What Are the Signs of Hot Spots?
In some cases, hot spots may begin as a small, swollen area similar to an insect bite. In a matter of hours, however, the hot spot area can become more prominent and turn into a painful lesion that can lead to an infection. Symptoms can develop quickly and may include:
- Red, hairless patches of skin, most commonly found on the head, thigh, belly or neck
- Lesions that are warm to the touch
- Matted hair
- Oozing, open sores
- Crusty skin
- Sensitive, painful skin in the affected area
What Causes Hot Spots on Cats?
Seeing a hot spot on your cat can be alarming, and they are caused by cats reacting to skin irritation. This irritation can be the result of:
- Skin conditions, such as skin allergies (atopic dermatitis) or food allergies
- Parasites like fleas and mites
- Fungal infections like ringworm
- Bacterial infections
- Excessive grooming
How Are Hot Spots Diagnosed?
Your veterinarian will do a physical examination, may run diagnostic tests and review their medical history for any previous hot spots. Your cat’s age, breed and sex, known allergies, and the hot spot location may also be factors in their diagnosis.
Cat Hot Spot Treatment
Treatment for cats with hot spots is a multi-step process, some of which depends on the underlying cause. To treat the hot spot itself, your veterinarian will shave or cut the hair around the hot spot, then thoroughly clean the area.
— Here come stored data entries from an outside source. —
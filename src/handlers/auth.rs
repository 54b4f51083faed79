use axum::{response::Json, Extension};
use serde::Deserialize;
use serde_json::{json, Value};

use crate::auth::{self, Claims};
use crate::config;
use crate::database::manager::DatabaseManager;
use crate::database::store::users;
use crate::error::ApiError;
use crate::middleware::auth::AuthUser;

#[derive(Debug, Deserialize)]
pub struct LoginRequest {
    pub username: Option<String>,
    pub password: Option<String>,
}

/// POST /auth/login - Authenticate user credentials and receive a JWT
pub async fn login(Json(payload): Json<LoginRequest>) -> Result<Json<Value>, ApiError> {
    let username = payload
        .username
        .filter(|s| !s.trim().is_empty())
        .ok_or_else(|| ApiError::validation("username is required"))?;
    let password = payload
        .password
        .ok_or_else(|| ApiError::validation("password is required"))?;

    let pool = DatabaseManager::pool().await?;
    let user = users::find_by_username(pool, &username)
        .await?
        .ok_or_else(|| ApiError::unauthorized("invalid credentials"))?;

    if !auth::verify_password(&password, &user.password_digest) {
        // Same message for unknown user and wrong password
        return Err(ApiError::unauthorized("invalid credentials"));
    }

    let claims = Claims::new(user.id, user.username.clone(), user.role);
    let token = auth::generate_jwt(claims).map_err(|e| {
        tracing::error!("JWT generation failed: {}", e);
        ApiError::internal_server_error("failed to issue token")
    })?;

    let expires_in = config::config().security.jwt_expiry_hours * 3600;
    tracing::info!(username = %user.username, role = %user.role, "login");

    Ok(Json(json!({
        "success": true,
        "data": {
            "token": token,
            "user": {
                "id": user.id,
                "username": user.username,
                "name": user.name,
                "role": user.role,
            },
            "expires_in": expires_in
        }
    })))
}

/// GET /api/auth/whoami - Identity behind the current token
pub async fn whoami(Extension(user): Extension<AuthUser>) -> Json<Value> {
    Json(json!({
        "success": true,
        "data": {
            "id": user.id,
            "username": user.username,
            "role": user.role,
        }
    }))
}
Treatment may include oral medications, topical treatments, shampoos or injections and your cat may also be fitted with an Elizabethan collar to prevent them from continued scratching or biting in the area.
Though distressing for you and your cat, hot spots are usually easy to treat. As with any health concern, the first step to ensure your cat’s well-being is a call to your veterinarian. With the proper treatment and some love, your feline companion should be on the mend in no time.